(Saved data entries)
=== Section Start ===

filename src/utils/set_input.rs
//! Parsing of set shorthand like "8x60" into reps and weight
//!
//! This belongs to the editing surface, not the repositories: the store
//! persists whatever numeric values it is handed, and keeps the raw text
//! only as a display convenience.

/// Numeric values recovered from a set shorthand.
#[derive(Debug, Clone, Copy, PartialEq)]
pub struct ParsedSetInput {
    pub reps: i64,
    pub weight: f64,
}

/// Parse "REPSxWEIGHT" shorthand. Missing or non-numeric tokens become 0,
/// so partially typed input still yields a storable set.
pub fn parse_set_input(input: &str) -> ParsedSetInput {
    let mut parts = input.split('x');

    let reps = parts
        .next()
        .and_then(|token| token.trim().parse::<i64>().ok())
        .unwrap_or(0);
    let weight = parts
        .next()
        .and_then(|token| token.trim().parse::<f64>().ok())
        .unwrap_or(0.0);

    ParsedSetInput { reps, weight }
}

#[cfg(test)]
mod tests {
    use super::*;

    #[test]
    fn test_parses_full_shorthand() {
        assert_eq!(
            parse_set_input("8x60"),
            ParsedSetInput {
                reps: 8,
                weight: 60.0
            }
        );
    }

    #[test]
    fn test_fractional_weight() {
        assert_eq!(parse_set_input("5x72.5").weight, 72.5);
    }

    #[test]
    fn test_missing_weight_defaults_to_zero() {
        assert_eq!(
            parse_set_input("12"),
            ParsedSetInput {
                reps: 12,
                weight: 0.0
            }
        );
    }

    #[test]
    fn test_non_numeric_tokens_default_to_zero() {
        assert_eq!(
            parse_set_input("heavy x light"),
            ParsedSetInput {
                reps: 0,
                weight: 0.0
            }
        );
    }

    #[test]
    fn test_empty_input() {
        assert_eq!(
            parse_set_input(""),
            ParsedSetInput {
                reps: 0,
                weight: 0.0
            }
        );
    }

    #[test]
    fn test_whitespace_around_tokens() {
        assert_eq!(
            parse_set_input(" 10 x 45 "),
            ParsedSetInput {
                reps: 10,
                weight: 45.0
            }
        );
    }
}
//! Tauri command handlers
//!
//! This module contains all the Tauri command handlers that are exposed
//! to the frontend via IPC.

pub mod db;
pub mod window;
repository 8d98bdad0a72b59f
fn main() {
    tauri_build::build()
}
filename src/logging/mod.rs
//! Structured logging for TrainPlan
//!
//! This module sets up tracing-based logging with configurable levels and outputs.

use tracing_subscriber::{fmt, layer::SubscriberExt, util::SubscriberInitExt, EnvFilter};

/// Initialize the logging system
///
/// This sets up tracing with:
/// - Environment-based filtering via RUST_LOG env var
/// - Default level of INFO in release builds, DEBUG in debug builds
/// - Console output with timestamps and target information
pub fn init() {
    // Default log level based on build type
    let default_level = if cfg!(debug_assertions) {
        "trainplan=debug,info"
    } else {
        "trainplan=info,warn"
    };

    // Allow override via RUST_LOG environment variable
    let env_filter =
        EnvFilter::try_from_default_env().unwrap_or_else(|_| EnvFilter::new(default_level));

    tracing_subscriber::registry()
        .with(env_filter)
        .with(
            fmt::layer()
                .with_target(true)
                .with_thread_ids(false)
                .with_file(true)
                .with_line_number(true)
                .compact(),
        )
        .init();
}

/// Initialize logging for tests
///
/// Similar to `init()` but uses try_init() to avoid panicking if called
/// multiple times.
#[cfg(test)]
pub fn init_test() {
    let _ = tracing_subscriber::registry()
        .with(EnvFilter::new("debug"))
        .with(fmt::layer().with_test_writer())
        .try_init();
}
//! Repository for week rows

use rusqlite::{params, Connection, OptionalExtension};

use crate::db::models::{CreateWeekRequest, Week};
use crate::db::repository::workout_repo;
use crate::error::Result;

pub fn insert_week(conn: &Connection, request: &CreateWeekRequest) -> Result<i64> {
    conn.execute(
        "INSERT INTO weeks (plan_id, week_number) VALUES (?1, ?2)",
        params![request.plan_id, request.week_number],
    )?;
    Ok(conn.last_insert_rowid())
}

pub fn find_week_by_id(conn: &Connection, id: i64) -> Result<Option<Week>> {
    let row = conn
        .query_row(
            "SELECT id, plan_id, week_number FROM weeks WHERE id = ?1",
            [id],
            |row| {
                Ok(Week {
                    id: row.get(0)?,
                    plan_id: row.get(1)?,
                    week_number: row.get(2)?,
                    workouts: Vec::new(),
                })
            },
        )
        .optional()?;

    match row {
        Some(mut week) => {
            week.workouts = workout_repo::get_workouts_by_week_id(conn, week.id)?;
            Ok(Some(week))
        }
        None => Ok(None),
    }
}

/// Weeks come back sorted by week number, not insertion order; the rest of
/// the tree hangs off each one.
pub fn get_weeks_by_plan_id(conn: &Connection, plan_id: i64) -> Result<Vec<Week>> {
    let mut stmt = conn.prepare(
        "SELECT id, plan_id, week_number
         FROM weeks WHERE plan_id = ?1 ORDER BY week_number ASC",
    )?;

    let mut weeks = stmt
        .query_map([plan_id], |row| {
            Ok(Week {
                id: row.get(0)?,
                plan_id: row.get(1)?,
                week_number: row.get(2)?,
                workouts: Vec::new(),
            })
        })?
        .collect::<rusqlite::Result<Vec<_>>>()?;

    for week in &mut weeks {
        week.workouts = workout_repo::get_workouts_by_week_id(conn, week.id)?;
    }

    Ok(weeks)
}

/// Overwrites the week number by id. Zero rows affected is not an error.
pub fn update_week(conn: &Connection, week: &Week) -> Result<()> {
    conn.execute(
        "UPDATE weeks SET week_number = ?1 WHERE id = ?2",
        params![week.week_number, week.id],
    )?;
    Ok(())
}

pub fn delete_week(conn: &Connection, id: i64) -> Result<()> {
    conn.execute("DELETE FROM weeks WHERE id = ?1", [id])?;
    Ok(())
}

#[cfg(test)]
mod tests {
    use super::*;
    use crate::db::repository::test_support::{seed_plan, setup_test_conn};

    #[test]
    fn test_round_trip() {
        let conn = setup_test_conn();
        let plan_id = seed_plan(&conn);

        let id = insert_week(
            &conn,
            &CreateWeekRequest {
                plan_id,
                week_number: 1,
            },
        )
        .unwrap();

        let week = find_week_by_id(&conn, id).unwrap().unwrap();
        assert_eq!(week.plan_id, plan_id);
        assert_eq!(week.week_number, 1);
    }

    #[test]
    fn test_weeks_ordered_by_week_number_not_insertion() {
        let conn = setup_test_conn();
        let plan_id = seed_plan(&conn);

        for week_number in [3, 1, 2] {
            insert_week(
                &conn,
                &CreateWeekRequest {
                    plan_id,
                    week_number,
                },
            )
            .unwrap();
        }

        let weeks = get_weeks_by_plan_id(&conn, plan_id).unwrap();
        let numbers: Vec<i64> = weeks.iter().map(|w| w.week_number).collect();
        assert_eq!(numbers, vec![1, 2, 3]);
    }

    #[test]
    fn test_insert_rejects_missing_parent() {
        let conn = setup_test_conn();
        let err = insert_week(
            &conn,
            &CreateWeekRequest {
                plan_id: 999,
                week_number: 1,
            },
        )
        .unwrap_err();
        assert!(err.is_constraint());
    }
}
//! Custom error types for TrainPlan
//!
//! This module provides a unified error type that can be used throughout
//! the application and is compatible with Tauri's command error handling.

use thiserror::Error;

/// Main error type for TrainPlan operations
#[derive(Error, Debug)]
pub enum TrainPlanError {
    /// Schema initialization failed at startup
    #[error("Schema error: {0}")]
    Schema(String),

    /// A write violated a foreign-key or not-null constraint
    #[error("Constraint violation: {0}")]
    Constraint(String),

    /// Other database-related errors
    #[error("Database error: {0}")]
    Database(rusqlite::Error),

    /// IO-related errors
    #[error("IO error: {0}")]
    Io(#[from] std::io::Error),

    /// JSON serialization/deserialization errors
    #[error("JSON error: {0}")]
    Json(#[from] serde_json::Error),

    /// The cross-process call itself failed (marshalling, response shape)
    #[error("Transport error: {0}")]
    Transport(String),

    /// Validation errors
    #[error("Validation error: {0}")]
    Validation(String),

    /// General errors with a message
    #[error("{0}")]
    General(String),
}

impl TrainPlanError {
    /// Create a schema error
    pub fn schema(msg: impl Into<String>) -> Self {
        Self::Schema(msg.into())
    }

    /// Create a transport error
    pub fn transport(msg: impl Into<String>) -> Self {
        Self::Transport(msg.into())
    }

    /// Create a validation error
    pub fn validation(msg: impl Into<String>) -> Self {
        Self::Validation(msg.into())
    }

    /// True when this error came from a foreign-key or not-null violation
    pub fn is_constraint(&self) -> bool {
        matches!(self, Self::Constraint(_))
    }
}

/// Constraint violations get their own variant so callers can tell a bad
/// parent id apart from an unreachable store.
impl From<rusqlite::Error> for TrainPlanError {
    fn from(err: rusqlite::Error) -> Self {
        if let rusqlite::Error::SqliteFailure(e, _) = &err {
            if e.code == rusqlite::ErrorCode::ConstraintViolation {
                return Self::Constraint(err.to_string());
            }
        }
        Self::Database(err)
    }
}

/// Convert TrainPlanError to String for Tauri command compatibility
impl From<TrainPlanError> for String {
    fn from(err: TrainPlanError) -> Self {
        err.to_string()
    }
}

/// Convert String errors to TrainPlanError
impl From<String> for TrainPlanError {
    fn from(s: String) -> Self {
        Self::General(s)
    }
}

/// Convert &str errors to TrainPlanError
impl From<&str> for TrainPlanError {
    fn from(s: &str) -> Self {
        Self::General(s.to_string())
    }
}

/// Result type alias using TrainPlanError
pub type Result<T> = std::result::Result<T, TrainPlanError>;

/// Serialize TrainPlanError for Tauri
impl serde::Serialize for TrainPlanError {
    fn serialize<S>(&self, serializer: S) -> std::result::Result<S::Ok, S::Error>
    where
        S: serde::Serializer,
    {
        serializer.serialize_str(&self.to_string())
    }
}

=== Section End ===

WHAT THE TASK REQUIRES
Check each line of the entries for the word "EnvFilter". State how many lines hold it, and write nothing else.

RESPONSE
3